Не обвините в славянофильстве; это — я лишь так, от мизантропии, ибо тяжело на сердце! Ныне, с недавнего времени, происходит у нас нечто совсем обратное изображенному выше. Уже не сор прирастает к высшему слою людей, а напротив, от красивого типа отрываются, с веселою торопливостью, куски и комки и сбиваются в одну кучу с беспорядствующими и завидующими. И далеко не единичный случай, что самые отцы и родоначальники бывших культурных семейств смеются уже над тем, во что, может быть, еще хотели бы верить их дети. Мало того, с увлечением не скрывают от детей своих свою алчную радость о внезапном праве на бесчестье, которое они вдруг из чего-то вывели целою массой. Не про истинных прогрессистов я говорю, милейший Аркадий Макарович, а про тот лишь сброд, оказавшийся бесчисленным, про который сказано: «Grattez le russe et vous verrez le tartare» [47]. И поверьте, что истинных либералов, истинных и великодушных друзей человечества у нас вовсе не так много, как это нам вдруг показалось.

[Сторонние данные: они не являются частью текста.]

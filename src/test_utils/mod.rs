//! Shared helpers between unit tests.

mod common;

pub use common::*;
use std::time::SystemTime;
use std::time::UNIX_EPOCH;

/// Milliseconds since the unix epoch, as stored in node stat fields.
pub(crate) fn now_ms() -> i64 {
    let now = SystemTime::now();
    let since_epoch = now.duration_since(UNIX_EPOCH).expect("Time went backwards");
    since_epoch.as_millis() as i64
}
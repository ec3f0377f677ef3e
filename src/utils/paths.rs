//! Helpers over slash-delimited node paths.
//!
//! Parent linkage in the tree is implicit in the path string; these two
//! functions recover it.

/// Returns everything before the last `/`; the root when the last `/` is the
/// leading one. A path without any `/` is returned unchanged, so malformed
/// paths resolve to a parent that cannot exist.
pub(crate) fn parent_path(path: &str) -> &str {
    match path.rfind('/') {
        Some(0) => "/",
        Some(pos) => &path[..pos],
        None => path,
    }
}

/// Returns everything after the last `/`.
pub(crate) fn base_name(path: &str) -> &str {
    match path.rfind('/') {
        Some(pos) => &path[pos + 1..],
        None => path,
    }
}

Но все это — философия; воротимся к воображаемому романисту [48]. Положение нашего романиста в таком случае было бы совершенно определенное: он не мог бы писать в другом роде, как в историческом, ибо красивого типа уже нет в наше время, а если и остались остатки, то, по владычествующему теперь мнению, не удержали красоты за собою. О, и в историческом роде возможно изобразить множество еще чрезвычайно приятных и отрадных подробностей! Можно даже до того увлечь читателя, что он примет историческую картину за возможную еще и в настоящем. Такое произведение, при великом таланте, уже принадлежало бы не столько к русской литературе, сколько к русской истории. Это была бы картина, художественно законченная, русского миража, но существовавшего действительно, пока не догадались, что это — мираж. Внук тех героев, которые были изображены в картине, изображавшей русское семейство средневысшего культурного круга в течение трех поколений сряду и в связи с историей русской, — этот потомок предков своих уже не мог бы быть изображен в современном типе своем иначе, как в несколько мизантропическом, уединенном и несомненно грустном виде [49]. Даже должен явиться каким-нибудь чудаком, которого читатель с первого взгляда мог бы признать как за сошедшего с поля и убедиться, что не за ним осталось поле. Еще далее — и исчезнет даже и этот внук-мизантроп; явятся новые лица, еще неизвестные, и новый мираж; но какие же лица? Если некрасивые, то невозможен дальнейший русский роман. Но увы! роман ли только окажется тогда невозможным?» (XIII, 453–454).